─── Data excerpts ───

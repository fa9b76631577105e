//! Rendering the game screens to a test backend

use std::time::Duration;

use crossterm::event::KeyCode;
use riddlerun::config::{Config, KeyCombo, KeyContext, RiddleConfig};
use riddlerun::game::ManualClock;
use riddlerun::ui::components::{ACCENT_ERROR, FLASH_FAILURE_BG, FLASH_SUCCESS_BG};
use riddlerun::ui::action::Action;
use riddlerun::{App, Board};

use super::common::fixtures::{config_with_codes, key, type_code, typed};
use super::common::terminal::{buffer_contains, render_app, render_game, row_text};

#[test]
fn test_start_screen_explains_rules() {
    let app = App::new(Config::default());
    let buffer = render_app(&app, 80, 24);

    assert!(buffer_contains(&buffer, "R I D D L E R U N"));
    assert!(buffer_contains(&buffer, "5 riddles stand between you and the exit."));
    assert!(buffer_contains(&buffer, "adds 00:02:00"));
    assert!(buffer_contains(&buffer, "A hint also costs 00:02:00."));
    assert!(buffer_contains(&buffer, "<CR>"));
    assert!(buffer_contains(&buffer, "start"));
}

#[test]
fn test_start_screen_without_hints() {
    let app = App::new(Config::default().with_hints_enabled(false));
    let buffer = render_app(&app, 80, 24);
    assert!(!buffer_contains(&buffer, "A hint also costs"));
}

#[test]
fn test_status_bar_line() {
    let clock = ManualClock::new();
    let mut board = Board::with_time_source(&config_with_codes(&["1", "22", "333"]), clock.clone());
    type_code(&mut board, "9");
    board.submit();
    type_code(&mut board, "1");
    board.submit();
    clock.advance(Duration::from_secs(65));
    board.tick();

    let buffer = render_game(&board, 80, 16);
    insta::assert_snapshot!(
        row_text(&buffer, 0).trim(),
        @"Time 00:01:05  │  Penalty +00:02:00  │  Solved 1/3"
    );
}

#[test]
fn test_digit_boxes_and_solved_marker() {
    let mut board = Board::with_time_source(&config_with_codes(&["12", "345"]), ManualClock::new());
    let buffer = render_game(&board, 60, 12);
    assert!(buffer_contains(&buffer, " Riddle 1 "));
    assert!(buffer_contains(&buffer, "Enter the 2-digit code"));
    assert!(buffer_contains(&buffer, "[_] [_]"));
    assert!(buffer_contains(&buffer, "[_] [_] [_]"));

    type_code(&mut board, "1");
    let buffer = render_game(&board, 60, 12);
    assert!(buffer_contains(&buffer, "[1] [_]"));

    type_code(&mut board, "2");
    board.submit();
    let buffer = render_game(&board, 60, 12);
    assert!(buffer_contains(&buffer, " Riddle 1 ✓ "));
}

#[test]
fn test_flash_tints_submitted_card() {
    let mut board = Board::with_time_source(&config_with_codes(&["12", "34"]), ManualClock::new());
    type_code(&mut board, "99");
    board.submit();

    // First card starts two rows down; (1, 3) is inside its border
    let buffer = render_game(&board, 40, 12);
    assert_eq!(buffer[(1, 3)].bg, FLASH_FAILURE_BG);
    assert_eq!(buffer[(0, 2)].fg, ACCENT_ERROR);

    let generation = board.view().flash.generation();
    board.expire_flash(generation);
    let buffer = render_game(&board, 40, 12);
    assert_ne!(buffer[(1, 3)].bg, FLASH_FAILURE_BG);
    assert_ne!(buffer[(0, 2)].fg, ACCENT_ERROR);

    type_code(&mut board, "12");
    board.submit();
    // Focus moves on to the second card; the solved first card flashes
    assert_eq!(board.selected(), 1);
    let buffer = render_game(&board, 40, 12);
    assert_eq!(buffer[(1, 3)].bg, FLASH_SUCCESS_BG);
    assert_ne!(buffer[(1, 7)].bg, FLASH_SUCCESS_BG);
}

#[test]
fn test_board_scrolls_to_selection() {
    let codes = ["1", "2", "3", "4", "5", "6"];
    let mut board = Board::with_time_source(&config_with_codes(&codes), ManualClock::new());
    for _ in 0..4 {
        board.next_riddle();
    }

    let buffer = render_game(&board, 40, 12);
    assert!(buffer_contains(&buffer, " Riddle 5 "));
    assert!(!buffer_contains(&buffer, " Riddle 1 "));
}

#[test]
fn test_hint_dialog_shows_text_and_cost() {
    let config = Config {
        riddles: vec![RiddleConfig {
            hint: Some("Count upwards.".into()),
            ..RiddleConfig::new("123")
        }],
        ..Config::default()
    };
    let mut app = App::new(config);
    app.handle_event(key(KeyCode::Enter));
    app.handle_event(key(KeyCode::Char('h')));

    let buffer = render_app(&app, 80, 24);
    assert!(buffer_contains(&buffer, " Hint "));
    assert!(buffer_contains(&buffer, "Count upwards."));
    assert!(buffer_contains(&buffer, "Penalty now +00:02:00"));
}

#[test]
fn test_summary_dialog_after_finish() {
    let mut app = App::new(config_with_codes(&["4"]));
    app.handle_event(key(KeyCode::Enter));
    for event in typed("4") {
        app.handle_event(event);
    }
    app.handle_event(key(KeyCode::Enter));

    let buffer = render_app(&app, 80, 24);
    assert!(buffer_contains(&buffer, "Ready to finish"));

    app.handle_event(key(KeyCode::Char('f')));
    let buffer = render_app(&app, 80, 24);
    assert!(buffer_contains(&buffer, " All riddles solved "));
    assert!(buffer_contains(&buffer, "Penalty   +00:00:00"));
    assert!(buffer_contains(&buffer, "Total"));
}

#[test]
fn test_dialog_instructions_follow_remapped_keys() {
    let mut config = config_with_codes(&["4"]);
    let dialog = config
        .keybindings
        .context
        .entry(KeyContext::Dialog)
        .or_default();
    dialog.retain(|_, action| *action != Action::Confirm);
    let y: KeyCombo = "y".parse().expect("valid key");
    dialog.insert(y, Action::Confirm);

    let mut app = App::new(config);
    app.handle_event(key(KeyCode::Enter));
    for event in typed("4") {
        app.handle_event(event);
    }
    app.handle_event(key(KeyCode::Enter));
    app.handle_event(key(KeyCode::Char('f')));

    let buffer = render_app(&app, 80, 24);
    assert!(buffer_contains(&buffer, "y quit │ <Esc> back"));
    assert!(!buffer_contains(&buffer, "<CR> quit"));
}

───

Look through the records above and report how many lines hold the word "Penalty", giving only the number.

## Completed task
3